Firstly, in my first few years of teaching I decided I wanted to have singing lessons and riding lessons (you won’t remember Roy Rogers, but…). I found it salutary to be in the formal position of a learner building my expertise in an unfamiliar area at the same time as I was learning my craft as a teacher. It was a humbling experience and I’m sure it helped me to empathise with the pupils’ perspective in my lessons.
Secondly, as a deputy head starting to apply for headships I realised that I had no whole-school timetabling experience and felt I needed to understand more about basic timetabling principles if I were going to lead a school. So I went on a timetabling course. I learnt more about myself than about timetabling I think! I was surrounded by men and women who were probably a bit like you… and they were just much quicker and more confident with number than I was. I’m an English specialist and generally more comfortable with words. I can DO number but it takes me longer, and I found it incredibly difficult that so many around me were so much quicker, more intuitive and confident than I was. After a while a kind of ‘red mist’ descended and when we were asked to do a quick calculation I started to freeze.
I took all the material home and worked through everything at my own pace to prove to myself that I COULD do everything we’d been asked to do, but that was without the pressure of so many around me doing it faster (with, it seemed, little appreciation that it wasn’t easy and obvious to all).
The next day in my lessons I looked at some of the less confident members of my classes and had a far deeper understanding of how they might feel when I asked a question and a small number of hands shot up almost immediately as the keenest and the quickest eagerly showed me they’d got there already.

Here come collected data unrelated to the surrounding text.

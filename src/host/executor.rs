//! Subprocess execution.
//!
//! States never build compound shell pipelines. They run one single-purpose command,
//! inspect the output in-process, and decide per item whether a failure matters.

use crate::error::{EncryptionError, EncryptionResult};
use crate::host::Logger;
use std::fmt;
use std::io::Read;
use std::process::{Child, ChildStderr, ChildStdout, Command, Stdio};
use std::sync::Arc;
use std::thread;
use std::time::{Duration, Instant};

const BASH: &str = "/bin/bash";

/// A program and its arguments.
#[derive(Debug, Clone, PartialEq, Eq)]
pub struct HostCommand {
    program: String,
    args: Vec<String>,
}

impl HostCommand {
    pub fn new(program: impl Into<String>) -> Self {
        Self {
            program: program.into(),
            args: Vec::new(),
        }
    }

    pub fn arg(mut self, arg: impl Into<String>) -> Self {
        self.args.push(arg.into());
        self
    }

    pub fn args<I, A>(mut self, args: I) -> Self
    where
        I: IntoIterator<Item = A>,
        A: Into<String>,
    {
        self.args.extend(args.into_iter().map(Into::into));
        self
    }

    pub fn program(&self) -> &str {
        &self.program
    }

    pub fn arguments(&self) -> &[String] {
        &self.args
    }
}

impl fmt::Display for HostCommand {
    fn fmt(&self, f: &mut fmt::Formatter<'_>) -> fmt::Result {
        f.write_str(&self.program)?;
        for arg in &self.args {
            write!(f, " {arg}")?;
        }
        Ok(())
    }
}

/// Exit status and captured streams of a finished command.
#[derive(Debug, Clone, Default, PartialEq, Eq)]
pub struct CommandOutput {
    pub status: i32,
    pub stdout: String,
    pub stderr: String,
}

impl CommandOutput {
    pub fn success(&self) -> bool {
        self.status == 0
    }

    /// stderr when present, stdout otherwise.
    pub fn diagnostic(&self) -> &str {
        let stderr = self.stderr.trim();
        if stderr.is_empty() {
            self.stdout.trim()
        } else {
            stderr
        }
    }
}

/// Runs host commands.
///
/// Implementors provide [`run`](Self::run) and [`run_script`](Self::run_script);
/// the `must_succeed` handling lives in the provided methods so every executor
/// treats a non-zero exit the same way.
pub trait CommandExecutor: Send + Sync {
    /// Run a single command and report how it exited.
    fn run(&self, command: &HostCommand) -> EncryptionResult<CommandOutput>;

    /// Run a multi-line script body under bash.
    fn run_script(&self, script: &str) -> EncryptionResult<CommandOutput>;

    fn execute(
        &self,
        command: &HostCommand,
        must_succeed: bool,
    ) -> EncryptionResult<CommandOutput> {
        let output = self.run(command)?;
        require_success(&command.to_string(), output, must_succeed)
    }

    fn execute_in_bash(
        &self,
        script: &str,
        must_succeed: bool,
    ) -> EncryptionResult<CommandOutput> {
        let output = self.run_script(script)?;
        require_success(script, output, must_succeed)
    }
}

fn require_success(
    command: &str,
    output: CommandOutput,
    must_succeed: bool,
) -> EncryptionResult<CommandOutput> {
    if must_succeed && !output.success() {
        let diagnostic = output.diagnostic();
        return Err(EncryptionError::CommandFailed {
            command: command.to_string(),
            status: output.status,
            output: if diagnostic.is_empty() {
                "no additional output".to_string()
            } else {
                diagnostic.to_string()
            },
        });
    }
    Ok(output)
}

/// Executor backed by `std::process`, with a wall-clock limit per command.
#[derive(Clone)]
pub struct SystemCommandExecutor {
    logger: Arc<dyn Logger>,
    timeout: Duration,
}

impl SystemCommandExecutor {
    pub fn new(logger: Arc<dyn Logger>, timeout: Duration) -> Self {
        Self { logger, timeout }
    }

    fn spawn(&self, mut command: Command, display: &str) -> EncryptionResult<CommandOutput> {
        self.logger.log(&format!("Executing: {display}"));
        command.stdin(Stdio::null());
        command.stdout(Stdio::piped());
        command.stderr(Stdio::piped());

        let mut child = command.spawn()?;
        let stdout_pipe = child.stdout.take();
        let stderr_pipe = child.stderr.take();
        let output = self.wait_with_timeout(child, stdout_pipe, stderr_pipe, display)?;

        self.logger.log(&format!(
            "Command `{display}` exited with status {}",
            output.status
        ));
        Ok(output)
    }

    fn wait_with_timeout(
        &self,
        mut child: Child,
        stdout_pipe: Option<ChildStdout>,
        stderr_pipe: Option<ChildStderr>,
        display: &str,
    ) -> EncryptionResult<CommandOutput> {
        let start = Instant::now();
        let stdout_handle = spawn_output_reader(stdout_pipe);
        let stderr_handle = spawn_output_reader(stderr_pipe);
        let mut exit_status = None;

        while start.elapsed() <= self.timeout {
            if let Some(status) = child.try_wait()? {
                exit_status = Some(status);
                break;
            }
            thread::sleep(Duration::from_millis(25));
        }

        let Some(status) = exit_status else {
            let _ = child.kill();
            let _ = child.wait();
            return Err(EncryptionError::CommandTimedOut {
                command: display.to_string(),
                timeout: self.timeout,
            });
        };

        let stdout = stdout_handle
            .join()
            .map_err(|_| reader_panicked("stdout"))??;
        let stderr = stderr_handle
            .join()
            .map_err(|_| reader_panicked("stderr"))??;

        Ok(CommandOutput {
            status: status.code().unwrap_or(-1),
            stdout,
            stderr,
        })
    }
}

impl CommandExecutor for SystemCommandExecutor {
    fn run(&self, command: &HostCommand) -> EncryptionResult<CommandOutput> {
        let mut process = Command::new(command.program());
        process.args(command.arguments());
        self.spawn(process, &command.to_string())
    }

    fn run_script(&self, script: &str) -> EncryptionResult<CommandOutput> {
        let mut process = Command::new(BASH);
        process.arg("-c").arg(script);
        self.spawn(process, script)
    }
}

fn reader_panicked(stream: &str) -> EncryptionError {
    EncryptionError::Io(std::io::Error::other(format!(
        "{stream} reader thread panicked"
    )))
}

fn spawn_output_reader<R>(pipe: Option<R>) -> thread::JoinHandle<EncryptionResult<String>>
where
    R: Read + Send + 'static,
{
    thread::spawn(move || -> EncryptionResult<String> {
        if let Some(mut reader) = pipe {
            let mut buf = Vec::new();
            reader.read_to_end(&mut buf)?;
            Ok(String::from_utf8_lossy(&buf).to_string())
        } else {
            Ok(String::new())
        }
    })
}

It made me rethink how I handled Q and A, for one thing.
So thanks for reminding me of these experiences and encouraging me to reflect. I’m not a mathematician/scientist and didn’t ‘get’ your equations but I did get the message!
Thanks for another insightful post Jill – sorry it took me so long to approve it!
What’re you’re describing in the red mist sounds like a combination of one or two things, of which you’re probably already aware. On the one hand it could cognitive overload, where the working memory is filled to capacity, and we’re left with an indefinable feeling of nothing… not knowing where to go next, or what to do, just frustration. Alternatively it could be more linked to ‘maths anxiety,’ where timed conditions are placed on an activity with which a person isn’t yet 100% au fait, resulting in anxiety, which then has the unfortunate compound effect of releasing hormones which block certain parts of the brain, actually inhibiting thinking even further! (huge problem for exams, of course)
Like you, I definitely always try to keep in mind how much work it is to understand something first time round, and how much needs to be in place before the things finally click together, like PapaAlpha describes.
That is what teaching is all about, breaking knowledge down into its component parts and building it back up again. Sometimes pupils can build it back up for themselves by making connections to the components you’ve taught before, mostly they need you to show them how to link to the next component. It’s like giving a young child their first Lego set and showing them how to fit two pieces together: the possibilities for construction then become endless.
Thanks for the comment PapaAlpha. Apologies that it took so long to approve! (between homes at the moment)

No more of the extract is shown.